**Problem to work on**:
A single number is the answer here: how many lines of the entries contain "overrides"?

##########

//! Configuration Module
//!
//! TOML configuration for relaymq with support for:
//! - Server settings (bind address, connect timeout, tick interval)
//! - Connection and packet limits
//! - Session parameters
//! - MQTT feature flags
//! - Authentication and ACL
//! - Cluster peers
//! - Persistence
//! - `${VAR}` substitution and `RELAYMQ__` environment overrides

use std::net::SocketAddr;
use std::path::Path;
use std::time::Duration;

use config::{Environment, File, FileFormat};
use regex::Regex;
use serde::Deserialize;

use crate::broker::BrokerConfig;
use crate::protocol::QoS;

pub use cluster::ClusterConfig;
pub use persistence::{BackendType, PersistenceConfig};

mod cluster;
mod persistence;


/// Substitute environment variables in a string.
/// Supports `${VAR}` and `${VAR:-default}` syntax.
fn substitute_env_vars(content: &str) -> Result<String, ConfigError> {
    let re = Regex::new(r"\$\{([^}:]+)(?::-([^}]*))?\}")
        .map_err(|e| ConfigError::Validation(e.to_string()))?;
    Ok(re
        .replace_all(content, |caps: &regex::Captures| {
            let var_name = &caps[1];
            let default = caps.get(2).map(|m| m.as_str()).unwrap_or("");
            std::env::var(var_name).unwrap_or_else(|_| default.to_string())
        })
        .to_string())
}

/// Configuration error types
#[derive(Debug)]
pub enum ConfigError {
    /// IO error reading config file
    Io(std::io::Error),
    /// TOML parsing error
    Parse(toml::de::Error),
    /// Config crate error
    Config(config::ConfigError),
    /// Validation error
    Validation(String),
}

impl std::fmt::Display for ConfigError {
    fn fmt(&self, f: &mut std::fmt::Formatter<'_>) -> std::fmt::Result {
        match self {
            ConfigError::Io(e) => write!(f, "IO error: {}", e),
            ConfigError::Parse(e) => write!(f, "Parse error: {}", e),
            ConfigError::Config(e) => write!(f, "Config error: {}", e),
            ConfigError::Validation(msg) => write!(f, "Validation error: {}", msg),
        }
    }
}

impl std::error::Error for ConfigError {
    fn source(&self) -> Option<&(dyn std::error::Error + 'static)> {
        match self {
            ConfigError::Io(e) => Some(e),
            ConfigError::Parse(e) => Some(e),
            ConfigError::Config(e) => Some(e),
            ConfigError::Validation(_) => None,
        }
    }
}

impl From<std::io::Error> for ConfigError {
    fn from(e: std::io::Error) -> Self {
        ConfigError::Io(e)
    }
}

impl From<toml::de::Error> for ConfigError {
    fn from(e: toml::de::Error) -> Self {
        ConfigError::Parse(e)
    }
}

impl From<config::ConfigError> for ConfigError {
    fn from(e: config::ConfigError) -> Self {
        ConfigError::Config(e)
    }
}

/// Root configuration structure
#[derive(Debug, Clone, Default, Deserialize)]
#[serde(default)]
pub struct Config {
    pub log: LogConfig,
    pub server: ServerConfig,
    pub limits: LimitsConfig,
    pub session: SessionConfig,
    pub mqtt: MqttConfig,
    pub auth: AuthConfig,
    pub acl: AclConfig,
    pub cluster: ClusterConfig,
    pub persistence: PersistenceConfig,
}

/// Logging configuration
#[derive(Debug, Clone, Deserialize)]
#[serde(default)]
pub struct LogConfig {
    /// Log level: error, warn, info, debug, trace
    pub level: String,
}

impl Default for LogConfig {
    fn default() -> Self {
        Self {
            level: "info".to_string(),
        }
    }
}

/// Server configuration
#[derive(Debug, Clone, Deserialize)]
#[serde(default)]
pub struct ServerConfig {
    /// TCP bind address
    pub bind: SocketAddr,
    /// Time allowed between accept and CONNECT
    #[serde(with = "humantime_serde")]
    pub connect_timeout: Duration,
    /// Maintenance tick (keep-alive, wills, expiry)
    #[serde(with = "humantime_serde")]
    pub tick_interval: Duration,
}

impl Default for ServerConfig {
    fn default() -> Self {
        Self {
            bind: SocketAddr::from(([0, 0, 0, 0], 1883)),
            connect_timeout: Duration::from_secs(10),
            tick_interval: Duration::from_millis(250),
        }
    }
}

/// Connection limits configuration
#[derive(Debug, Clone, Deserialize)]
#[serde(default)]
pub struct LimitsConfig {
    pub max_connections: usize,
    /// Maximum packet size in bytes
    pub max_packet_size: usize,
    /// Receive maximum advertised to clients (inbound QoS 2 window)
    pub receive_maximum: u16,
    /// Maximum queued messages per offline client
    pub max_queued_messages: usize,
    /// Maximum levels in a topic name or filter
    pub max_topic_levels: usize,
}

impl Default for LimitsConfig {
    fn default() -> Self {
        Self {
            max_connections: 100_000,
            max_packet_size: crate::codec::DEFAULT_MAX_PACKET_SIZE,
            receive_maximum: 1024,
            max_queued_messages: 1000,
            max_topic_levels: 128,
        }
    }
}

/// Session configuration
#[derive(Debug, Clone, Deserialize)]
#[serde(default)]
pub struct SessionConfig {
    /// Clamp for client keep-alive in seconds; 0 leaves it untouched
    pub max_keep_alive: u16,
    /// Upper bound for requested session expiry (e.g. "1d"); unset is unbounded
    #[serde(with = "humantime_serde")]
    pub max_session_expiry: Option<Duration>,
    /// Maximum inbound topic aliases; 0 disables them
    pub max_topic_aliases: u16,
}

impl Default for SessionConfig {
    fn default() -> Self {
        Self {
            max_keep_alive: 0,
            max_session_expiry: None,
            max_topic_aliases: 64,
        }
    }
}

/// MQTT feature configuration
#[derive(Debug, Clone, Deserialize)]
#[serde(default)]
pub struct MqttConfig {
    /// Maximum QoS level (0, 1, or 2)
    pub max_qos: u8,
    pub retain_available: bool,
    pub wildcard_subscriptions: bool,
    pub subscription_identifiers: bool,
    pub shared_subscriptions: bool,
}

impl Default for MqttConfig {
    fn default() -> Self {
        Self {
            max_qos: 2,
            retain_available: true,
            wildcard_subscriptions: true,
            subscription_identifiers: true,
            shared_subscriptions: true,
        }
    }
}

/// Authentication configuration
#[derive(Debug, Clone, Deserialize)]
#[serde(default)]
pub struct AuthConfig {
    pub enabled: bool,
    /// Allow connections without a username when auth is enabled
    pub allow_anonymous: bool,
    /// Static user list
    pub users: Vec<UserConfig>,
}

impl Default for AuthConfig {
    fn default() -> Self {
        Self {
            enabled: false,
            allow_anonymous: true,
            users: Vec::new(),
        }
    }
}

/// User configuration
#[derive(Debug, Clone, Deserialize)]
pub struct UserConfig {
    pub username: String,
    /// Password (plaintext) - use password_hash for production
    #[serde(default)]
    pub password: Option<String>,
    /// Password hash (argon2 PHC format: $argon2id$v=19$...)
    #[serde(default)]
    pub password_hash: Option<String>,
    /// Role name for ACL permissions
    #[serde(default)]
    pub role: Option<String>,
}

/// ACL configuration
#[derive(Debug, Clone, Deserialize, Default)]
#[serde(default)]
pub struct AclConfig {
    pub enabled: bool,
    pub roles: Vec<AclRole>,
    /// Permissions for users without a role, anonymous clients included
    pub default: AclPermissions,
}

/// ACL role
#[derive(Debug, Clone, Deserialize)]
pub struct AclRole {
    pub name: String,
    /// Topic patterns this role can publish to; `%c` and `%u` expand to the
    /// client id and username
    #[serde(default)]
    pub publish: Vec<String>,
    /// Topic patterns this role can subscribe to
    #[serde(default)]
    pub subscribe: Vec<String>,
}

/// ACL permissions
#[derive(Debug, Clone, Deserialize, Default)]
#[serde(default)]
pub struct AclPermissions {
    pub publish: Vec<String>,
    pub subscribe: Vec<String>,
}

impl Config {
    /// Load configuration from a TOML file with environment variable overrides.
    ///
    /// Supports two forms of environment variable usage:
    /// 1. In-file substitution: `${VAR}` or `${VAR:-default}` syntax in the TOML file
    /// 2. Override via env vars: `RELAYMQ__` prefix with double underscores for nesting:
    ///    - `RELAYMQ__SERVER__BIND=0.0.0.0:1884` overrides `server.bind`
    ///    - `RELAYMQ__LIMITS__MAX_CONNECTIONS=50000` overrides `limits.max_connections`
    ///    - `RELAYMQ__CLUSTER__PEERS=a:7947,b:7947` overrides `cluster.peers`
    pub fn load<P: AsRef<Path>>(path: P) -> Result<Self, ConfigError> {
        let mut builder = config::Config::builder()
            .set_default("log.level", "info")?
            .set_default("server.bind", "0.0.0.0:1883")?
            .set_default("mqtt.max_qos", 2)?
            .set_default("auth.allow_anonymous", true)?;

        let path = path.as_ref();
        match std::fs::read_to_string(path) {
            Ok(content) => {
                let substituted = substitute_env_vars(&content)?;
                builder = builder.add_source(File::from_str(&substituted, FileFormat::Toml));
            }
            Err(e) if e.kind() == std::io::ErrorKind::NotFound => {
                // No file: defaults plus environment
            }
            Err(e) => return Err(ConfigError::Io(e)),
        }

        // Double underscore separates nested keys, single underscore
        // stays part of the field name
        let cfg = builder
            .add_source(
                Environment::with_prefix("RELAYMQ")
                    .prefix_separator("__")
                    .separator("__")
                    .list_separator(",")
                    .with_list_parse_key("cluster.peers")
                    .try_parsing(true),
            )
            .build()?;

        let config: Config = cfg.try_deserialize()?;
        config.validate()?;
        Ok(config)
    }

    /// Configuration from environment variables only (no file)
    pub fn from_env() -> Result<Self, ConfigError> {
        Self::load(Path::new(""))
    }

    /// Parse configuration from a string (no env var support)
    pub fn parse(content: &str) -> Result<Self, ConfigError> {
        let config: Config = toml::from_str(content)?;
        config.validate()?;
        Ok(config)
    }

    /// Validate the configuration
    pub fn validate(&self) -> Result<(), ConfigError> {
        if self.mqtt.max_qos > 2 {
            return Err(ConfigError::Validation(
                "max_qos must be 0, 1, or 2".to_string(),
            ));
        }
        if self.limits.receive_maximum == 0 {
            return Err(ConfigError::Validation(
                "receive_maximum must be at least 1".to_string(),
            ));
        }
        if self.limits.max_packet_size < 64 {
            return Err(ConfigError::Validation(
                "max_packet_size must be at least 64 bytes".to_string(),
            ));
        }
        if self.server.tick_interval.is_zero() {
            return Err(ConfigError::Validation(
                "tick_interval must be greater than zero".to_string(),
            ));
        }

        if self.auth.enabled {
            for user in &self.auth.users {
                match (&user.password, &user.password_hash) {
                    (None, None) => {
                        return Err(ConfigError::Validation(format!(
                            "User '{}' must have either 'password' or 'password_hash'",
                            user.username
                        )));
                    }
                    (Some(_), Some(_)) => {
                        return Err(ConfigError::Validation(format!(
                            "User '{}' cannot have both 'password' and 'password_hash'",
                            user.username
                        )));
                    }
                    (Some(pwd), None) if pwd.is_empty() => {
                        return Err(ConfigError::Validation(format!(
                            "User '{}' has empty password",
                            user.username
                        )));
                    }
                    (None, Some(hash)) if !hash.starts_with("$argon2") => {
                        return Err(ConfigError::Validation(format!(
                            "User '{}' has invalid password_hash format (must be argon2 PHC format)",
                            user.username
                        )));
                    }
                    _ => {}
                }
            }
        }

        if self.auth.enabled && self.acl.enabled {
            let role_names: std::collections::HashSet<_> =
                self.acl.roles.iter().map(|r| &r.name).collect();

            for user in &self.auth.users {
                if let Some(ref role) = user.role {
                    if !role_names.contains(role) {
                        return Err(ConfigError::Validation(format!(
                            "User '{}' references unknown role '{}'",
                            user.username, role
                        )));
                    }
                }
            }
        }

        if self.cluster.enabled {
            if self.cluster.reconnect_min.is_zero()
                || self.cluster.reconnect_min > self.cluster.reconnect_max
            {
                return Err(ConfigError::Validation(
                    "cluster reconnect_min must be non-zero and at most reconnect_max".to_string(),
                ));
            }
            if self.cluster.node_id.as_deref() == Some("") {
                return Err(ConfigError::Validation(
                    "cluster node_id must not be empty".to_string(),
                ));
            }
        }

        self.persistence.validate()
    }

    /// Runtime broker settings derived from this configuration
    pub fn broker_config(&self) -> BrokerConfig {
        let node_id = if self.cluster.enabled {
            self.cluster.get_node_id()
        } else {
            self.cluster
                .node_id
                .clone()
                .unwrap_or_else(|| "relaymq".to_string())
        };
        BrokerConfig {
            bind_addr: self.server.bind,
            max_connections: self.limits.max_connections,
            max_packet_size: self.limits.max_packet_size,
            connect_timeout: self.server.connect_timeout,
            max_keep_alive: self.session.max_keep_alive,
            max_session_expiry: self
                .session
                .max_session_expiry
                .map(|d| d.as_secs().min(u32::MAX as u64) as u32),
            receive_maximum: self.limits.receive_maximum,
            max_qos: QoS::from_u8(self.mqtt.max_qos).unwrap_or(QoS::ExactlyOnce),
            retain_available: self.mqtt.retain_available,
            wildcard_subscription_available: self.mqtt.wildcard_subscriptions,
            subscription_identifiers_available: self.mqtt.subscription_identifiers,
            shared_subscriptions_available: self.mqtt.shared_subscriptions,
            max_topic_alias: self.session.max_topic_aliases,
            max_topic_levels: self.limits.max_topic_levels,
            max_queued_messages: self.limits.max_queued_messages,
            tick_interval: self.server.tick_interval,
            node_id,
        }
    }
}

##########

**Output of the task**:
5